To most contemporary viewers, Hall, Jr. is possibly best known for his second film, Eegah (1962), after it was featured on Mystery Science Theater 3000—although to the cult crowd, his crowning achievement is 1963’s The Sadist. Both of these will be covered here, along with Wild Guitar (1962), in upcoming exploitation collections from their respective years.
In Leigh Jason’s The Choppers, Hall is cast as Jack “Cruiser“ Bryan, the greasy-haired rockabilly leader of a gang of car-part thievin’ JDs. After stripping down cars, the Choppers take their loot to junkyard dog Moose (Z-movie veteran Bruno VeSota, familiar from Attack of the Giant Leeches, Wasp Woman and Bucket of Blood), who gives them ten cents on every buck!

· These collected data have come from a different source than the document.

// src/utils/url.rs

//! URL manipulation utilities.
//!
//! GitHub payloads carry RFC 6570 URI Templates (`{/sha}`, `{?name}`); every
//! URL must be stripped of template variables before it is enqueued.

use std::sync::OnceLock;

use regex::Regex;
use url::Url;

fn template_pattern() -> &'static Regex {
    static PATTERN: OnceLock<Regex> = OnceLock::new();
    PATTERN.get_or_init(|| Regex::new(r"\{[^}]*\}").expect("valid template pattern"))
}

/// Strip URI Template variables from a URL.
///
/// # Examples
/// ```
/// use octolink::utils::url::strip_template;
///
/// assert_eq!(
///     strip_template("http://commits{/sha}"),
///     "http://commits"
/// );
/// assert_eq!(
///     strip_template("http://repos{?type,page}"),
///     "http://repos"
/// );
/// ```
pub fn strip_template(url: &str) -> String {
    template_pattern().replace_all(url, "").into_owned()
}

/// Rewrite a URL so its `page` query parameter is `page` and `per_page` is
/// forced to 100. Any prior values of either parameter are dropped; other
/// query parameters are preserved in order.
pub fn with_page(base: &str, page: u32) -> Option<String> {
    let parsed = Url::parse(base).ok()?;
    let retained: Vec<(String, String)> = parsed
        .query_pairs()
        .filter(|(k, _)| k != "page" && k != "per_page")
        .map(|(k, v)| (k.into_owned(), v.into_owned()))
        .collect();

    let mut edited = parsed;
    {
        let mut pairs = edited.query_pairs_mut();
        pairs.clear();
        for (k, v) in &retained {
            pairs.append_pair(k, v);
        }
        pairs.append_pair("page", &page.to_string());
        pairs.append_pair("per_page", "100");
    }
    Some(edited.to_string())
}

/// Read the `page` query parameter from a URL.
pub fn page_of(url: &str) -> Option<u32> {
    let parsed = Url::parse(url).ok()?;
    parsed
        .query_pairs()
        .find(|(k, _)| k == "page")
        .and_then(|(_, v)| v.parse().ok())
}

/// A parsed pagination header.
#[derive(Debug, Clone, Default, PartialEq, Eq)]
pub struct PageLinks {
    pub next: Option<String>,
    pub last: Option<String>,
    pub prev: Option<String>,
}

impl PageLinks {
    /// Page number of the `rel="next"` entry, if present.
    pub fn next_page(&self) -> Option<u32> {
        self.next.as_deref().and_then(page_of)
    }

    /// Page number of the `rel="last"` entry, if present.
    pub fn last_page(&self) -> Option<u32> {
        self.last.as_deref().and_then(page_of)
    }
}

/// Parse an RFC 5988 `Link` header into its pagination relations.
///
/// Grammar: comma-separated `<url>; rel="name"` entries. Unparseable
/// entries are skipped; a header with no recognizable entry yields the
/// empty `PageLinks` (treated as "no next page").
pub fn parse_link_header(header: &str) -> PageLinks {
    let mut links = PageLinks::default();

    for entry in header.split(',') {
        let mut parts = entry.split(';');
        let url = match parts.next() {
            Some(raw) => {
                let trimmed = raw.trim();
                if !trimmed.starts_with('<') || !trimmed.ends_with('>') {
                    continue;
                }
                trimmed[1..trimmed.len() - 1].to_string()
            }
            None => continue,
        };

        for param in parts {
            let param = param.trim();
            if let Some(rel) = param
                .strip_prefix("rel=\"")
                .and_then(|rest| rest.strip_suffix('"'))
            {
                match rel {
                    "next" => links.next = Some(url.clone()),
                    "last" => links.last = Some(url.clone()),
                    "prev" => links.prev = Some(url.clone()),
                    _ => {}
                }
            }
        }
    }

    links
}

Working out of their chicken coop truck, the Choppers also siphon gas out of unsuspecting vehicles, with Cruiser taking the role of the lookout guy who taps the steering wheel to the radio music he loves (which, the credits reveal, is Hall’s own song). For most of the film, the Choppers remain one step ahead of bland coppers and insurance suits. Later, we actually get to see Hall strum his guitar and sing “Monkeys in my hat band, I can do a handstand.” The jaw-dropping scene alone makes the entire film worthwhile. With rhyming genius like that, we can totally understand how Cruiser is a chick magnet who attracts a 1959 Playboy centerfold!
The yawn-inducing plot requires a comeuppance, which seems a tad harsh for the Choppers stealing car parts, but the producers probably realized a minute or so of something resembling excitement was necessary.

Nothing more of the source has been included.